== Materials provided ==
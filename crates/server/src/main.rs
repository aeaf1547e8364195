//! Loyalty POS server.
//!
//! Serves the rewards API: customer check-ins, purchases and visits, and
//! merchant rewards configuration.
//!
//! # Storage
//!
//! `LOYALTY_STORAGE=postgres` (the default) uses the `loyalty` schema in
//! `PostgreSQL`. `LOYALTY_STORAGE=memory` keeps everything in process and
//! loses it on exit.

#![cfg_attr(not(test), forbid(unsafe_code))]

use std::process::ExitCode;
use std::sync::Arc;

use loyalty_server::config::{ServerConfig, StorageBackend};
use loyalty_server::db::{
    self, InMemoryStore, LedgerStore, MerchantStore, PgLedgerStore, PgMerchantStore,
};
use loyalty_server::state::AppState;
use sentry::integrations::tracing as sentry_tracing;
use tracing_subscriber::{layer::SubscriberExt, util::SubscriberInitExt};

/// Initialize Sentry error tracking and return guard that must be kept alive.
fn init_sentry(config: &ServerConfig) -> Option<sentry::ClientInitGuard> {
    let dsn = config.sentry.dsn.as_ref()?;

    let guard = sentry::init((
        dsn.as_str(),
        sentry::ClientOptions {
            release: sentry::release_name!(),
            environment: config
                .sentry
                .environment
                .clone()
                .map(std::borrow::Cow::Owned),
            sample_rate: config.sentry.sample_rate,
            traces_sample_rate: config.sentry.traces_sample_rate,
            attach_stacktrace: true,
            ..Default::default()
        },
    ));

    tracing::info!("Sentry initialized");
    Some(guard)
}

/// Filter tracing events to Sentry event types.
fn sentry_event_filter(metadata: &tracing::Metadata<'_>) -> sentry_tracing::EventFilter {
    match *metadata.level() {
        tracing::Level::ERROR | tracing::Level::WARN => sentry_tracing::EventFilter::Event,
        tracing::Level::INFO | tracing::Level::DEBUG => sentry_tracing::EventFilter::Breadcrumb,
        _ => sentry_tracing::EventFilter::Ignore,
    }
}

type Stores = (Arc<dyn LedgerStore>, Arc<dyn MerchantStore>);

async fn open_stores(config: &ServerConfig) -> Result<Stores, String> {
    match config.storage {
        StorageBackend::Memory => {
            tracing::warn!("Using in-memory storage; data is lost on shutdown");
            let store = Arc::new(InMemoryStore::new());
            let ledger: Arc<dyn LedgerStore> = store.clone();
            let merchants: Arc<dyn MerchantStore> = store;
            Ok((ledger, merchants))
        }
        StorageBackend::Postgres => {
            let url = config
                .database_url
                .as_ref()
                .ok_or("LOYALTY_DATABASE_URL is not set")?;
            let pool = db::create_pool(url)
                .await
                .map_err(|e| format!("failed to create database pool: {e}"))?;
            tracing::info!("Database pool created");

            // Migrations are not run on startup; use `loyalty migrate`.
            let ledger: Arc<dyn LedgerStore> = Arc::new(PgLedgerStore::new(pool.clone()));
            let merchants: Arc<dyn MerchantStore> = Arc::new(PgMerchantStore::new(pool));
            Ok((ledger, merchants))
        }
    }
}

#[tokio::main]
async fn main() -> ExitCode {
    // Load configuration from environment (needed for Sentry init)
    let config = match ServerConfig::from_env() {
        Ok(config) => config,
        Err(e) => {
            eprintln!("Failed to load configuration: {e}");
            return ExitCode::FAILURE;
        }
    };

    // Initialize Sentry (must be done before tracing subscriber)
    let _sentry_guard = init_sentry(&config);

    let env_filter = tracing_subscriber::EnvFilter::try_from_default_env()
        .unwrap_or_else(|_| "loyalty_server=info,tower_http=debug".into());

    tracing_subscriber::registry()
        .with(env_filter)
        .with(tracing_subscriber::fmt::layer())
        .with(sentry_tracing::layer().event_filter(sentry_event_filter))
        .init();

    match run(config).await {
        Ok(()) => ExitCode::SUCCESS,
        Err(e) => {
            tracing::error!(error = %e, "Server failed");
            ExitCode::FAILURE
        }
    }
}

async fn run(config: ServerConfig) -> Result<(), String> {
    let (ledger, merchants) = open_stores(&config).await?;
    let addr = config.socket_addr();
    let state = AppState::new(&config, ledger, merchants);

    let app = loyalty_server::app(state)
        // Sentry layers (outermost for full request coverage)
        .layer(sentry_tower::NewSentryLayer::new_from_top())
        .layer(sentry_tower::SentryHttpLayer::new().enable_transaction());

    let listener = tokio::net::TcpListener::bind(addr)
        .await
        .map_err(|e| format!("failed to bind {addr}: {e}"))?;
    tracing::info!("loyalty server listening on {}", addr);

    axum::serve(listener, app)
        .with_graceful_shutdown(shutdown_signal())
        .await
        .map_err(|e| format!("server error: {e}"))
}

/// Wait for shutdown signal (Ctrl+C or SIGTERM).
async fn shutdown_signal() {
    let ctrl_c = async {
        if let Err(e) = tokio::signal::ctrl_c().await {
            tracing::error!(error = %e, "Failed to install Ctrl+C handler");
            std::future::pending::<()>().await;
        }
    };

    #[cfg(unix)]
    let terminate = async {
        match tokio::signal::unix::signal(tokio::signal::unix::SignalKind::terminate()) {
            Ok(mut signal) => {
                signal.recv().await;
            }
            Err(e) => {
                tracing::error!(error = %e, "Failed to install SIGTERM handler");
                std::future::pending::<()>().await;
            }
        }
    };

    #[cfg(not(unix))]
    let terminate = std::future::pending::<()>();

    tokio::select! {
        () = ctrl_c => {},
        () = terminate => {},
    }

    tracing::info!("Shutdown signal received, starting graceful shutdown");
}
===
Go through the listing and copy each line with the string "unix".

Result for this task:
    #[cfg(unix)]
        match tokio::signal::unix::signal(tokio::signal::unix::SignalKind::terminate()) {
    #[cfg(not(unix))]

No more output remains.